EXERCISE INSTRUCTIONS: Your response should reproduce every line of the entries that contains the word "vendor".

DATASET:
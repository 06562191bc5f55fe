//! Error types for scheme dispatch, path handling and backend drivers.

use std::path::PathBuf;

/// Filesystem error type with contextual variants.
///
/// The core only adds context (scheme, path, operation) around failures. Errors
/// raised by a vendor client travel inside [`FsError::Backend`] untouched, and
/// local-disk errors keep their [`std::io::Error`] as the source.
///
/// # Examples
///
/// ```rust
/// use schemefs::FsError;
///
/// let err = FsError::MalformedPath {
///     path: "abfs://acct".into(),
///     reason: "missing container".into(),
/// };
/// assert_eq!(err.to_string(), "malformed path abfs://acct: missing container");
/// ```
#[non_exhaustive]
#[derive(Debug, thiserror::Error)]
pub enum FsError {
    // Dispatch errors
    /// No backend is registered for the scheme.
    #[error("no filesystem for scheme {scheme:?}, available schemes are: {}", available.join(", "))]
    UnknownScheme {
        /// The scheme that was looked up.
        scheme: String,
        /// Every scheme registered at the time of the lookup, sorted.
        available: Vec<String>,
    },

    /// The backend is registered but no vendor client connector was installed.
    #[error("no connector installed for scheme {scheme:?}")]
    NoConnector {
        /// The scheme of the backend missing a connector.
        scheme: String,
    },

    /// Constructing a backend instance failed.
    #[error("connecting {scheme:?} backend (options: [{}]) failed: {source}", option_keys.join(", "))]
    Connect {
        /// The scheme being connected.
        scheme: String,
        /// Keys of the merged options the connection was attempted with.
        option_keys: Vec<String>,
        /// The original failure.
        #[source]
        source: Box<FsError>,
    },

    // Path errors
    /// A backend-specific path grammar was violated.
    #[error("malformed path {path}: {reason}")]
    MalformedPath {
        /// The offending path.
        path: String,
        /// What was wrong with it.
        reason: String,
    },

    /// A template placeholder had no value.
    #[error("template {path} has no value for placeholder {{{key}}}")]
    Template {
        /// The template path.
        path: String,
        /// The placeholder name (or position) that was missing.
        key: String,
    },

    /// An open mode string was not understood.
    #[error("invalid open mode: {mode:?}")]
    InvalidMode {
        /// The mode that was given.
        mode: String,
    },

    // Storage errors reported by simulated stores
    /// Path does not exist.
    #[error("not found: {path}")]
    NotFound {
        /// The path that was not found.
        path: String,
    },

    /// Path already exists when it shouldn't.
    #[error("already exists: {path}")]
    AlreadyExists {
        /// The path that already exists.
        path: String,
    },

    /// Directory is not empty when it should be.
    #[error("directory not empty: {path}")]
    DirectoryNotEmpty {
        /// The path to the non-empty directory.
        path: String,
    },

    /// A move whose destination is its source or lies inside it.
    #[error("cannot move {from} into itself ({to})")]
    MoveIntoItself {
        /// The source path.
        from: String,
        /// The rejected destination.
        to: String,
    },

    /// Expected a directory but found something else.
    #[error("not a directory: {path}")]
    NotADirectory {
        /// The path that is not a directory.
        path: String,
    },

    // Backend/operation errors
    /// The operation is structurally impossible for the backend.
    #[error("{operation} is not supported by the {scheme:?} backend")]
    Unsupported {
        /// The backend scheme.
        scheme: String,
        /// The rejected operation.
        operation: &'static str,
    },

    /// Error raised by a vendor client, passed through verbatim.
    #[error("{scheme} backend error: {source}")]
    Backend {
        /// The backend scheme.
        scheme: String,
        /// The vendor error.
        #[source]
        source: Box<dyn std::error::Error + Send + Sync>,
    },

    /// A JSON document could not be encoded or decoded.
    #[error("invalid JSON in {path}: {source}")]
    Json {
        /// The file being read or written.
        path: String,
        /// The serde error.
        #[source]
        source: serde_json::Error,
    },

    /// Configuration could not be loaded.
    #[error("invalid configuration: {details}")]
    Config {
        /// What went wrong.
        details: String,
    },

    /// I/O error from the local disk, with context.
    #[error("{operation} failed for {}: {source}", path.display())]
    Io {
        /// The operation that failed.
        operation: &'static str,
        /// The path involved in the operation.
        path: PathBuf,
        /// The underlying I/O error.
        #[source]
        source: std::io::Error,
    },
}

impl FsError {
    /// Wrap a local I/O error with operation and path context.
    pub fn io(operation: &'static str, path: impl Into<PathBuf>, source: std::io::Error) -> Self {
        FsError::Io {
            operation,
            path: path.into(),
            source,
        }
    }

    /// Wrap an opaque vendor-client error.
    pub fn backend(
        scheme: impl Into<String>,
        source: impl Into<Box<dyn std::error::Error + Send + Sync>>,
    ) -> Self {
        FsError::Backend {
            scheme: scheme.into(),
            source: source.into(),
        }
    }

    /// The [`std::io::ErrorKind`] of a local I/O error, if this is one.
    pub fn io_kind(&self) -> Option<std::io::ErrorKind> {
        match self {
            FsError::Io { source, .. } => Some(source.kind()),
            _ => None,
        }
    }

    /// Returns `true` if the error means the path does not exist.
    pub fn is_not_found(&self) -> bool {
        match self {
            FsError::NotFound { .. } => true,
            FsError::Io { source, .. } => source.kind() == std::io::ErrorKind::NotFound,
            FsError::Connect { source, .. } => source.is_not_found(),
            _ => false,
        }
    }
}

impl From<FsError> for std::io::Error {
    fn from(e: FsError) -> Self {
        match e {
            FsError::Io { source, .. } => source,
            FsError::NotFound { .. } => std::io::Error::new(std::io::ErrorKind::NotFound, e),
            FsError::AlreadyExists { .. } => {
                std::io::Error::new(std::io::ErrorKind::AlreadyExists, e)
            }
            FsError::Json { .. } => std::io::Error::new(std::io::ErrorKind::InvalidData, e),
            FsError::MoveIntoItself { .. } => {
                std::io::Error::new(std::io::ErrorKind::InvalidInput, e)
            }
            other => std::io::Error::other(other),
        }
    }
}

/// Result type used throughout the crate.
pub type Result<T> = std::result::Result<T, FsError>;
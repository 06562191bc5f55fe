//! # Extension Traits
//!
//! Whole-file helpers built from the [`Driver`] primitives.
//!
//! | Method | Description |
//! |--------|-------------|
//! | [`read`](FsExt::read) | Whole file as bytes |
//! | [`read_to_string`](FsExt::read_to_string) | Whole file as UTF-8 |
//! | [`write`](FsExt::write) | Replace a file's contents |
//! | [`is_file`](FsExt::is_file) / [`is_dir`](FsExt::is_dir) | Kind checks, `false` when missing |
//! | [`file_size`](FsExt::file_size) | Size from [`info`](Driver::info) |
//! | [`read_json`](FsExt::read_json) / [`write_json`](FsExt::write_json) | Typed JSON files |
//!
//! A [`FileSystem`](crate::FileSystem) exposes its adapted driver through
//! [`driver()`](crate::FileSystem::driver), so these methods work on
//! scheme-qualified paths too.

use std::io::{Read, Write};

use serde::Serialize;
use serde::de::DeserializeOwned;

use crate::{Driver, FsError, OpenMode};

/// Extension methods for any driver.
///
/// # Example
///
/// ```rust
/// use schemefs::{Driver, FsExt, FsError};
/// use schemefs::backends::memory::{MemoryDriver, MemoryStore};
///
/// let driver = MemoryDriver::with_store(MemoryStore::new());
/// driver.write("settings/app.json", br#"{"retries": 3}"#)?;
/// let value: serde_json::Value = driver.read_json("settings/app.json")?;
/// assert_eq!(value["retries"], 3);
/// assert!(driver.is_dir("settings")?);
/// # Ok::<(), FsError>(())
/// ```
pub trait FsExt: Driver {
    /// Read the whole file.
    fn read(&self, path: &str) -> Result<Vec<u8>, FsError> {
        let mut buf = Vec::new();
        self.open(path, OpenMode::Read)?
            .read_to_end(&mut buf)
            .map_err(|e| FsError::io("read", path, e))?;
        Ok(buf)
    }

    /// Read the whole file as UTF-8.
    ///
    /// # Errors
    ///
    /// - [`FsError::Io`] with [`InvalidData`](std::io::ErrorKind::InvalidData)
    ///   if the file is not UTF-8
    fn read_to_string(&self, path: &str) -> Result<String, FsError> {
        let mut text = String::new();
        self.open(path, OpenMode::Read)?
            .read_to_string(&mut text)
            .map_err(|e| FsError::io("read", path, e))?;
        Ok(text)
    }

    /// Replace the file's contents, creating it if needed.
    fn write(&self, path: &str, data: &[u8]) -> Result<(), FsError> {
        let mut handle = self.open(path, OpenMode::Write)?;
        handle
            .write_all(data)
            .and_then(|()| handle.flush())
            .map_err(|e| FsError::io("write", path, e))
    }

    /// Returns `true` if `path` is a file. Missing paths are `false`.
    fn is_file(&self, path: &str) -> Result<bool, FsError> {
        match self.info(path) {
            Ok(info) => Ok(info.is_file()),
            Err(e) if e.is_not_found() => Ok(false),
            Err(e) => Err(e),
        }
    }

    /// Returns `true` if `path` is a directory. Missing paths are `false`.
    fn is_dir(&self, path: &str) -> Result<bool, FsError> {
        match self.info(path) {
            Ok(info) => Ok(info.is_dir()),
            Err(e) if e.is_not_found() => Ok(false),
            Err(e) => Err(e),
        }
    }

    /// Size of the file in bytes.
    fn file_size(&self, path: &str) -> Result<u64, FsError> {
        Ok(self.info(path)?.size)
    }

    /// Read a file and deserialize it as JSON.
    ///
    /// # Errors
    ///
    /// - [`FsError::Json`] if the contents do not decode into `T`
    fn read_json<T: DeserializeOwned>(&self, path: &str) -> Result<T, FsError> {
        let data = self.read(path)?;
        serde_json::from_slice(&data).map_err(|source| FsError::Json {
            path: path.to_string(),
            source,
        })
    }

    /// Serialize a value as pretty-printed JSON and write it.
    fn write_json<T: Serialize>(&self, path: &str, value: &T) -> Result<(), FsError> {
        let json = serde_json::to_vec_pretty(value).map_err(|source| FsError::Json {
            path: path.to_string(),
            source,
        })?;
        self.write(path, &json)
    }
}

impl<D: Driver + ?Sized> FsExt for D {}

#[cfg(test)]
mod tests {
    use super::*;
    use crate::backends::memory::{MemoryDriver, MemoryStore};
    use serde::Deserialize;

    #[derive(Debug, PartialEq, Serialize, Deserialize)]
    struct Manifest {
        name: String,
        parts: u32,
    }

    fn driver() -> MemoryDriver {
        MemoryDriver::with_store(MemoryStore::new())
    }

    #[test]
    fn write_then_read() {
        let d = driver();
        d.write("a/b.txt", b"hello").unwrap();
        assert_eq!(d.read("a/b.txt").unwrap(), b"hello");
        assert_eq!(d.read_to_string("a/b.txt").unwrap(), "hello");
        assert_eq!(d.file_size("a/b.txt").unwrap(), 5);
    }

    #[test]
    fn kind_checks_are_false_for_missing() {
        let d = driver();
        d.write("dir/f", b"").unwrap();
        assert!(d.is_file("dir/f").unwrap());
        assert!(!d.is_dir("dir/f").unwrap());
        assert!(d.is_dir("dir").unwrap());
        assert!(!d.is_file("nope").unwrap());
        assert!(!d.is_dir("nope").unwrap());
    }

    #[test]
    fn json_round_trip_and_decode_error() {
        let d = driver();
        let manifest = Manifest {
            name: "daily".into(),
            parts: 4,
        };
        d.write_json("m.json", &manifest).unwrap();
        assert_eq!(d.read_json::<Manifest>("m.json").unwrap(), manifest);

        d.write("bad.json", b"{not json").unwrap();
        assert!(matches!(
            d.read_json::<Manifest>("bad.json"),
            Err(FsError::Json { .. })
        ));
    }

    #[test]
    fn available_on_dyn_driver() {
        let d = driver();
        let dyn_driver: &dyn Driver = &d;
        dyn_driver.write("x", b"1").unwrap();
        assert_eq!(dyn_driver.read("x").unwrap(), b"1");
    }
}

EXERCISE ANSWER:
/// raised by a vendor client travel inside [`FsError::Backend`] untouched, and
    /// The backend is registered but no vendor client connector was installed.
    /// Error raised by a vendor client, passed through verbatim.
        /// The vendor error.
    /// Wrap an opaque vendor-client error.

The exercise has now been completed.